(Supplied material begins)
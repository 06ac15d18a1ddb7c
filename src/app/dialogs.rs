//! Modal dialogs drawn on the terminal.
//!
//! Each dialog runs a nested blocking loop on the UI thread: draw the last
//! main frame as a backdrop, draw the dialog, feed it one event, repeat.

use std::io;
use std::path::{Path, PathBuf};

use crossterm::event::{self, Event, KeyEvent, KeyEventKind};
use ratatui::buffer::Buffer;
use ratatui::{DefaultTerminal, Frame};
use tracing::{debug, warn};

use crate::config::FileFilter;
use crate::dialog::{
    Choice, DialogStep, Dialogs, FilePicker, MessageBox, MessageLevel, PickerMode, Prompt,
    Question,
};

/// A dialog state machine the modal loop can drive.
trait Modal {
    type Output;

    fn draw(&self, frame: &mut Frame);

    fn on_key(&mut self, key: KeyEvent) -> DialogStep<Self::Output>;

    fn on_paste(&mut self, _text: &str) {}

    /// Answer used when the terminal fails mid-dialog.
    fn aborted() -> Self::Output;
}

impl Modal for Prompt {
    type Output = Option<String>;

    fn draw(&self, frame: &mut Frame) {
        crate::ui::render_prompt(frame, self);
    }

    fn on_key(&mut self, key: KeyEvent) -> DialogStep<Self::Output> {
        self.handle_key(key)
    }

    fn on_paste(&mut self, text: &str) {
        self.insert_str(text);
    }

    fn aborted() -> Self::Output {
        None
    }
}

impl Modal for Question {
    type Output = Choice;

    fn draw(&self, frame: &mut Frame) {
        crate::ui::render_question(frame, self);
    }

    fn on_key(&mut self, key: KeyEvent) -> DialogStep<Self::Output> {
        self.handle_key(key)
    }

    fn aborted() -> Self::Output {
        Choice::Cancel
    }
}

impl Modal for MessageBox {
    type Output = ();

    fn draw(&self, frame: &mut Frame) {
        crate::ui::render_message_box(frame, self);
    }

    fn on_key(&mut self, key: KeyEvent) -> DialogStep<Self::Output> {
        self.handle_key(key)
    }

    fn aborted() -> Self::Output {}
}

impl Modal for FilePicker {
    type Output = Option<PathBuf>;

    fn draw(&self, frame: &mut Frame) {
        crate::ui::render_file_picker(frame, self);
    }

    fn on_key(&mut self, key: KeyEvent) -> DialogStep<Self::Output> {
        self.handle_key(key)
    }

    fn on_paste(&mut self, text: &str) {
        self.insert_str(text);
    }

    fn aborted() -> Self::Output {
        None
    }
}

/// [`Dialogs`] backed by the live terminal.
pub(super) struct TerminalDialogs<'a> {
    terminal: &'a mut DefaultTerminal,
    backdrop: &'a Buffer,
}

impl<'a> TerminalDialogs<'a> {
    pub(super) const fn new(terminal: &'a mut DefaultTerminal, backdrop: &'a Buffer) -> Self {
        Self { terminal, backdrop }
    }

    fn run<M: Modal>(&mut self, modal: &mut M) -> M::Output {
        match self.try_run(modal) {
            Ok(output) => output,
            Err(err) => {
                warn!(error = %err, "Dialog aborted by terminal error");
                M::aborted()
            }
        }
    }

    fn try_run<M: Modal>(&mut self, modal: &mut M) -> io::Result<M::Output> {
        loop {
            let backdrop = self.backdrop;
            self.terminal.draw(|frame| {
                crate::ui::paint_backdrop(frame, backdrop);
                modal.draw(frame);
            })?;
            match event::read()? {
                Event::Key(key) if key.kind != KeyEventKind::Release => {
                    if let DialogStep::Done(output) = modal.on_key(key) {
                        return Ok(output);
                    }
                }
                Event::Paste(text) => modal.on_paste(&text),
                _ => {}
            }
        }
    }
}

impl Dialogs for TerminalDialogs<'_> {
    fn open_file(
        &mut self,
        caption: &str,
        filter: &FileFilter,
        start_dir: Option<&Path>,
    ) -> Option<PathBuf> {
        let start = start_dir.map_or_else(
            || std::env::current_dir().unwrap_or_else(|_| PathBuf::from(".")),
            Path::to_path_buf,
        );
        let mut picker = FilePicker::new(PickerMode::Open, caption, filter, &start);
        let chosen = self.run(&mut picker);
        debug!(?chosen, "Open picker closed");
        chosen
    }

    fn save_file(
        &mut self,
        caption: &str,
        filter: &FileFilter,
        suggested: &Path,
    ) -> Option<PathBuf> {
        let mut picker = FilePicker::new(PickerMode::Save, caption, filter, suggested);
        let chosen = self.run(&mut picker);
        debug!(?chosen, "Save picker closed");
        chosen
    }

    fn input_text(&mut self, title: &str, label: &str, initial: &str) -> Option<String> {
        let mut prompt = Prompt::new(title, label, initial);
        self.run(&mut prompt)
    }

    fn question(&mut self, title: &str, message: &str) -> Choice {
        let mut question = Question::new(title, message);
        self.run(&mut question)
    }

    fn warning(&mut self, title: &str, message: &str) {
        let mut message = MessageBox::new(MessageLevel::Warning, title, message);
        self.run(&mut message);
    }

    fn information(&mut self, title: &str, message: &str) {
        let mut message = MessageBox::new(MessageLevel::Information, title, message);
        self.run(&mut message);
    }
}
(Supplied material ends)
(Supplied material begins)
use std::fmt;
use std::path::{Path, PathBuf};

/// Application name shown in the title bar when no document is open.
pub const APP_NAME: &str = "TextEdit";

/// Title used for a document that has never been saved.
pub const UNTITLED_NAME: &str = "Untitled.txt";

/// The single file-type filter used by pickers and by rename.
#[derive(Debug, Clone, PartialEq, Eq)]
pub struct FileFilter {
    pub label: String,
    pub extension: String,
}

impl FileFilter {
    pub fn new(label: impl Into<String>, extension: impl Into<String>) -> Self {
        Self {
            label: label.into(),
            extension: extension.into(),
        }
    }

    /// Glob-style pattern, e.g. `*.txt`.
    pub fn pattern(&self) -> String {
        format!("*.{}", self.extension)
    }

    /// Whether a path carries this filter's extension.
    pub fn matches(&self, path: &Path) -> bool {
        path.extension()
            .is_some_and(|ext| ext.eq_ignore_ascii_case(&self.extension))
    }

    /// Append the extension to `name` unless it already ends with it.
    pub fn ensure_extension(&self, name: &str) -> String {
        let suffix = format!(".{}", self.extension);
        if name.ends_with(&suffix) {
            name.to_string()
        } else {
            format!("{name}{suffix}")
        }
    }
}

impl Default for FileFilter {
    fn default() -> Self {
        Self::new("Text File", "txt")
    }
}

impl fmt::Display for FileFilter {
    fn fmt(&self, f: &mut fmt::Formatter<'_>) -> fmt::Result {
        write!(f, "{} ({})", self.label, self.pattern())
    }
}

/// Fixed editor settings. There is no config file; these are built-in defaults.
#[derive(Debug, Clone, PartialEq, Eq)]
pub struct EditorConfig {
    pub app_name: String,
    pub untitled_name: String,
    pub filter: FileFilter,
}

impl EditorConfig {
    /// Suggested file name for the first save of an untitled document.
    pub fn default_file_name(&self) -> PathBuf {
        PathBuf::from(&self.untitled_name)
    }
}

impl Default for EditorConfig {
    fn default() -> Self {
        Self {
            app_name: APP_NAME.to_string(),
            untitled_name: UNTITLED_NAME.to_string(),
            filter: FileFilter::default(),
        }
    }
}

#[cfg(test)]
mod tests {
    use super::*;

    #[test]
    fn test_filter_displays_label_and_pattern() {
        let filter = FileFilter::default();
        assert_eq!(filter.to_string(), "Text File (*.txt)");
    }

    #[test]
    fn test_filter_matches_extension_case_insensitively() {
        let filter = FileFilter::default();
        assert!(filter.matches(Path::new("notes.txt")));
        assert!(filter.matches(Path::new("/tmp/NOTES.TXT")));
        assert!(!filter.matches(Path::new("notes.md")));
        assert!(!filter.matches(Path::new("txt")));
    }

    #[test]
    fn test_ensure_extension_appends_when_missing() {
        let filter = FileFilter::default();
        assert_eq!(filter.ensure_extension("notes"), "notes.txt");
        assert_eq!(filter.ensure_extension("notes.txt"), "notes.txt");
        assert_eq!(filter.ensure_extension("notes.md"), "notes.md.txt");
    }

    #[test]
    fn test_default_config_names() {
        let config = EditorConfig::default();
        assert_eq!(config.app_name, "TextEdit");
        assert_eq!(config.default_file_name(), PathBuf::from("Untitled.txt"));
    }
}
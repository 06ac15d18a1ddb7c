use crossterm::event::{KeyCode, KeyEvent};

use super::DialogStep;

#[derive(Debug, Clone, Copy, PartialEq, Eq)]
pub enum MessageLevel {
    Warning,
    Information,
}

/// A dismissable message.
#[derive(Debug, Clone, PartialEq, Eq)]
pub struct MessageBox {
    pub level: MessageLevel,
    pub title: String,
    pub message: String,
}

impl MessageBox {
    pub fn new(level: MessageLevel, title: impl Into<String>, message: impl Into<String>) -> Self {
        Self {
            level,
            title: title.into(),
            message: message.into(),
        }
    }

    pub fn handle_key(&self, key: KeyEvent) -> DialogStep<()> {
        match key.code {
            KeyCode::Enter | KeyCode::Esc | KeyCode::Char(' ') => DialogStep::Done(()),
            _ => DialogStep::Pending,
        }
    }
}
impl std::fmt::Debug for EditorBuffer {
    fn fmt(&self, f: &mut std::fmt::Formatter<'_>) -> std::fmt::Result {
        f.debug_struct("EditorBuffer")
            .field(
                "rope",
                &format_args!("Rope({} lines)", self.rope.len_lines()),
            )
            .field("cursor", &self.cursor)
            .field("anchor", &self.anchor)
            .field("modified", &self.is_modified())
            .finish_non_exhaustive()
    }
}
(Supplied material ends)
Where a line of the records above holds the word "MessageLevel", count it; give the total as a single number and nothing else.

§ **Output of the exercise**:
6